Assumption 3: The bounce-buffer path is the only reason for the low bandwidth. In reality, there could be additional factors: the host memory controller might be throttling due to ECC or power management, or the PCIe link might be sharing bandwidth with other devices (e.g., NVMe drives). However, the 50 GB/s burst during compute proves the link itself is capable of line rate — the bottleneck is upstream of the PCIe controller, in the host memory subsystem.

Assumption 4: nvtop's reported bandwidth numbers are accurate. nvtop reads GPU performance counters via the NVML library. These counters are generally reliable for aggregate bandwidth but may not distinguish between different types of transfer (e.g., H2D vs. D2H, or peer-to-peer). The user's framing of "rx (to device)" suggests they are looking at the H2D direction specifically.

The Broader Significance

This message is a textbook example of the power of visualization in debugging. The team had timing logs, code analysis, and hypotheses — but none of it was as convincing as watching the PCIe bandwidth graph in real-time. The 10–50x gap between 1–4 GB/s and 50 GB/s is so stark that it demands a physical explanation, and the pinned-vs-pageable distinction provides exactly that.

The message also illustrates a key principle of systems debugging: measure at the boundary. The GPU utilization numbers were ambiguous — they showed idle gaps but not why. The timing logs showed slow phases but not the mechanism. The PCIe bandwidth measurement sits at the boundary between host and device, and it revealed the bottleneck in the transfer layer that neither GPU utilization nor kernel timing could expose alone.
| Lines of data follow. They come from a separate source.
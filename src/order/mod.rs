//! Fractional order keys.
//!
//! Tasks within a section are ordered by an f64 key. Inserting between two
//! neighbors takes their midpoint, so a single move touches a single row.
//! When bisection runs out of distinguishable midpoints the whole section is
//! renormalized back to even `GAP` spacing, the fallback that keeps repeated
//! inserts between the same neighbors live forever.

pub mod planner;

pub use planner::{plan_reorder, DropTarget, MoveRequest};

use crate::store::Section;
use serde::{Deserialize, Serialize};

/// Spacing between consecutive keys after renormalization and on append.
/// Large enough that thousands of midpoint bisections stay representable.
pub const GAP: f64 = 10_000.0;

/// Key assigned to the first task of an empty section.
pub const BASE: f64 = 10_000.0;

/// One computed placement: task `task_id` moves to `section` with key `order`.
/// Transient: produced by the planner, applied as an individual PATCH.
#[derive(Debug, Clone, Copy, PartialEq, Serialize, Deserialize)]
pub struct OrderAssignment {
    pub task_id: i64,
    pub section: Section,
    pub order: f64,
}

/// Result of a single-slot allocation.
#[derive(Debug, Clone, Copy, PartialEq)]
pub enum Slot {
    /// A usable key, strictly ordered against its neighbors.
    Key(f64),
    /// Precision exhausted; the caller must renormalize the section.
    Renormalize,
}

/// Key for appending after `keys` (ascending). Never fails: an empty
/// sequence gets `BASE`, otherwise `last + GAP`.
pub fn allocate_end(keys: &[f64]) -> f64 {
    match keys.last() {
        Some(last) => last + GAP,
        None => BASE,
    }
}

/// Key for inserting before the first of `keys` (ascending).
pub fn allocate_start(keys: &[f64]) -> Slot {
    let Some(&first) = keys.first() else {
        return Slot::Key(BASE);
    };
    let candidate = first / 2.0;
    if candidate > 0.0 && candidate < first {
        Slot::Key(candidate)
    } else {
        Slot::Renormalize
    }
}

/// Midpoint between two adjacent keys, or `Renormalize` when the midpoint is
/// no longer strictly between them.
pub fn allocate_between(prev: f64, next: f64) -> Slot {
    let candidate = (prev + next) / 2.0;
    if candidate > prev && candidate < next {
        Slot::Key(candidate)
    } else {
        Slot::Renormalize
    }
}

/// Evenly-spaced keys for a section of `len` tasks: `(index + 1) * GAP`.
pub fn renormalized_keys(len: usize) -> Vec<f64> {
    (0..len).map(|i| (i as f64 + 1.0) * GAP).collect()
}
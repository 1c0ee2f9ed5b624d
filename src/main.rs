use anyhow::{anyhow, Result};
use clap::{Parser, Subcommand};
use serde_json::json;
use std::sync::Arc;
use tracing::{info, warn};

use boardd::{
    client::{remote::BoardClient, remote::EventFeed, remote::MoveOutcome, ClientCache},
    config::BoardConfig,
    order::{DropTarget, MoveRequest},
    store::Section,
    AppContext,
};

#[derive(Parser)]
#[command(
    name = "boardd",
    about = "boardd: task board daemon with realtime reorder sync",
    version
)]
struct Args {
    #[command(subcommand)]
    command: Option<Command>,

    /// WebSocket change-feed port
    #[arg(long, env = "BOARDD_PORT")]
    port: Option<u16>,

    /// REST API port
    #[arg(long, env = "BOARDD_REST_PORT")]
    rest_port: Option<u16>,

    /// Data directory for the SQLite database and config
    #[arg(long, env = "BOARDD_DATA_DIR")]
    data_dir: Option<std::path::PathBuf>,

    /// Log level (trace, debug, info, warn, error)
    #[arg(long, env = "BOARDD_LOG")]
    log: Option<String>,

    /// Bind address for both servers (default: 127.0.0.1; use 0.0.0.0 for LAN access)
    #[arg(long, env = "BOARDD_BIND")]
    bind_address: Option<String>,

    /// Write logs to this file path (rotated daily). Optional.
    #[arg(long, env = "BOARDD_LOG_FILE")]
    log_file: Option<std::path::PathBuf>,
}

#[derive(Subcommand)]
enum Command {
    /// Start the daemon (default when no subcommand given).
    ///
    /// Runs the REST API and the WebSocket change feed in the foreground.
    Serve,
    /// List tasks, grouped by section in board order.
    List {
        /// Only this section
        #[arg(long)]
        section: Option<String>,
        /// Print raw JSON
        #[arg(long)]
        json: bool,
    },
    /// Add a task at the end of a section (default: Triage).
    Add {
        title: String,
        #[arg(long, default_value = "Triage")]
        section: String,
    },
    /// Toggle a task's completion.
    Done { id: i64 },
    /// Delete a task.
    Rm { id: i64 },
    /// Move a task, the CLI equivalent of a drag-and-drop.
    ///
    /// Examples:
    ///   boardd move 12 --to A
    ///   boardd move 12 --to A --index 0
    ///   boardd move 12 --to B --before 7
    Move {
        id: i64,
        /// Destination section
        #[arg(long)]
        to: String,
        /// Insert at this position within the destination
        #[arg(long, conflicts_with = "before")]
        index: Option<usize>,
        /// Insert immediately before this task
        #[arg(long)]
        before: Option<i64>,
    },
    /// Follow the change feed and print every event.
    Watch,
}

#[tokio::main]
async fn main() -> Result<()> {
    let args = Args::parse();
    let config = BoardConfig::new(
        args.port,
        args.rest_port,
        args.data_dir.clone(),
        args.log.clone(),
        args.bind_address.clone(),
    );

    match args.command.unwrap_or(Command::Serve) {
        Command::Serve => {
            let _guard = setup_logging(&config.log, args.log_file.as_deref(), &config.log_format);
            serve(config).await
        }
        Command::List { section, json } => list(&config, section.as_deref(), json).await,
        Command::Add { title, section } => add(&config, &title, &section).await,
        Command::Done { id } => done(&config, id).await,
        Command::Rm { id } => rm(&config, id).await,
        Command::Move {
            id,
            to,
            index,
            before,
        } => move_cmd(&config, id, to, index, before).await,
        Command::Watch => watch(&config).await,
    }
}

async fn serve(config: BoardConfig) -> Result<()> {
    info!(
        version = env!("CARGO_PKG_VERSION"),
        data_dir = %config.data_dir.display(),
        "starting boardd"
    );
    let ctx = Arc::new(AppContext::new(config).await?);

    let rest_ctx = ctx.clone();
    tokio::spawn(async move {
        if let Err(e) = boardd::rest::run(rest_ctx).await {
            warn!(err = %e, "REST server exited");
        }
    });

    // The change feed owns the shutdown signal; when it returns we are done.
    boardd::ws::run(ctx).await
}

async fn list(config: &BoardConfig, section: Option<&str>, json: bool) -> Result<()> {
    let client = BoardClient::new(config.rest_port);
    let mut cache = ClientCache::new();
    cache.replace_all(client.fetch_tasks().await?);

    let sections: Vec<Section> = match section {
        Some(s) => vec![s.parse()?],
        None => Section::ALL.to_vec(),
    };

    if json {
        let tasks: Vec<_> = sections
            .iter()
            .flat_map(|s| cache.section_tasks(*s))
            .collect();
        println!("{}", serde_json::to_string_pretty(&tasks)?);
        return Ok(());
    }

    for s in sections {
        let tasks = cache.section_tasks(s);
        println!("{s} ({})", tasks.len());
        for t in tasks {
            let mark = if t.completed { "x" } else { " " };
            match &t.revisit_date {
                Some(d) => println!("  [{mark}] #{} {} (revisit {})", t.id, t.title, &d[..10]),
                None => println!("  [{mark}] #{} {}", t.id, t.title),
            }
        }
    }
    Ok(())
}

async fn add(config: &BoardConfig, title: &str, section: &str) -> Result<()> {
    if title.trim().is_empty() {
        return Err(anyhow!("title must not be empty"));
    }
    let client = BoardClient::new(config.rest_port);
    let task = client.add_task(title, section.parse()?).await?;
    println!("created #{} in {} at order {}", task.id, task.section, task.order);
    Ok(())
}

async fn done(config: &BoardConfig, id: i64) -> Result<()> {
    let client = BoardClient::new(config.rest_port);
    let mut cache = ClientCache::new();
    cache.replace_all(client.fetch_tasks().await?);

    let completed = cache
        .get(id)
        .ok_or_else(|| anyhow!("task {id} not found"))?
        .completed;
    let mutation = cache.optimistic_edit(id, |t| t.completed = !completed)?;

    match client.patch_task(id, json!({ "completed": !completed })).await {
        Ok(task) => {
            cache.confirm(mutation, std::slice::from_ref(&task));
            println!(
                "#{} {}: {}",
                task.id,
                task.title,
                if task.completed { "done" } else { "reopened" }
            );
            Ok(())
        }
        Err(e) => {
            cache.roll_back(mutation);
            Err(e)
        }
    }
}

async fn rm(config: &BoardConfig, id: i64) -> Result<()> {
    let client = BoardClient::new(config.rest_port);
    let task = client.delete_task(id).await?;
    println!("deleted #{} {}", task.id, task.title);
    Ok(())
}

async fn move_cmd(
    config: &BoardConfig,
    id: i64,
    to: String,
    index: Option<usize>,
    before: Option<i64>,
) -> Result<()> {
    let target = match (before, index) {
        (Some(task_id), _) => DropTarget::OnTask(task_id),
        (None, Some(i)) => DropTarget::AtIndex(i),
        (None, None) => DropTarget::End,
    };

    let client = BoardClient::new(config.rest_port);
    let mut cache = ClientCache::new();
    cache.replace_all(client.fetch_tasks().await?);

    let request = MoveRequest {
        task_id: id,
        section: to,
        target,
    };
    match client.move_task(&mut cache, &request).await? {
        MoveOutcome::Committed(tasks) => {
            println!("moved #{id} ({} task(s) re-keyed)", tasks.len());
        }
        MoveOutcome::Resynced { failed } => {
            println!("move failed ({failed} update(s) did not commit); board resynced");
        }
    }
    Ok(())
}

async fn watch(config: &BoardConfig) -> Result<()> {
    let mut feed = EventFeed::connect(config.port).await?;
    eprintln!("watching change feed on port {} (Ctrl-C to stop)", config.port);
    while let Some(event) = feed.next_event().await? {
        println!("{}", serde_json::to_string(&event)?);
    }
    Ok(())
}

fn setup_logging(
    log_level: &str,
    log_file: Option<&std::path::Path>,
    log_format: &str,
) -> Option<tracing_appender::non_blocking::WorkerGuard> {
    use tracing_subscriber::{fmt, layer::SubscriberExt, util::SubscriberInitExt, EnvFilter};

    let use_json = log_format == "json";

    if let Some(path) = log_file {
        let dir = path.parent().unwrap_or_else(|| std::path::Path::new("."));
        let filename = path
            .file_name()
            .unwrap_or_else(|| std::ffi::OsStr::new("boardd.log"));

        // Ensure the directory exists before tracing-appender tries to open it.
        if let Err(e) = std::fs::create_dir_all(dir) {
            // A bad log path should not take the daemon down.
            eprintln!(
                "warn: could not create log directory '{}': {e}; falling back to stdout",
                dir.display()
            );
            init_stdout_logging(log_level, use_json);
            return None;
        }

        let appender = tracing_appender::rolling::daily(dir, filename);
        let (non_blocking, guard) = tracing_appender::non_blocking(appender);

        if use_json {
            tracing_subscriber::registry()
                .with(EnvFilter::new(log_level))
                .with(fmt::layer().json())
                .with(fmt::layer().json().with_writer(non_blocking))
                .init();
        } else {
            tracing_subscriber::registry()
                .with(EnvFilter::new(log_level))
                .with(fmt::layer().compact())
                .with(fmt::layer().with_ansi(false).with_writer(non_blocking))
                .init();
        }
        return Some(guard);
    }

    init_stdout_logging(log_level, use_json);
    None
}

fn init_stdout_logging(log_level: &str, use_json: bool) {
    if use_json {
        tracing_subscriber::fmt()
            .json()
            .with_env_filter(log_level)
            .init();
    } else {
        tracing_subscriber::fmt()
            .with_env_filter(log_level)
            .compact()
            .init();
    }
}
In the subsequent chunks, the assistant implemented the full zero-copy pinned memory pool solution. The PinnedPool struct, the PinnedBacking integration into bellperson, the release_abc method for safely returning buffers to the pool — all of this architecture traces its lineage directly back to the 91-character observation in &lt;msg id=3041&gt;. Without it, the team might have continued chasing mutex contention or barrier synchronization, adding complexity without addressing the root cause.

Conclusion

The user's nvtop observation in &lt;msg id=3041&gt; is a masterclass in diagnostic communication. It is short, precise, and carries its full weight in the context of the ongoing investigation. It does not argue, hypothesize, or propose — it simply reports a measured fact. But that fact, placed in the right context, becomes irrefutable evidence that collapses all competing theories and points directly to the solution. The message demonstrates that sometimes the most valuable contribution in a debugging session is not a complex analysis but a well-chosen measurement that makes the analysis obvious.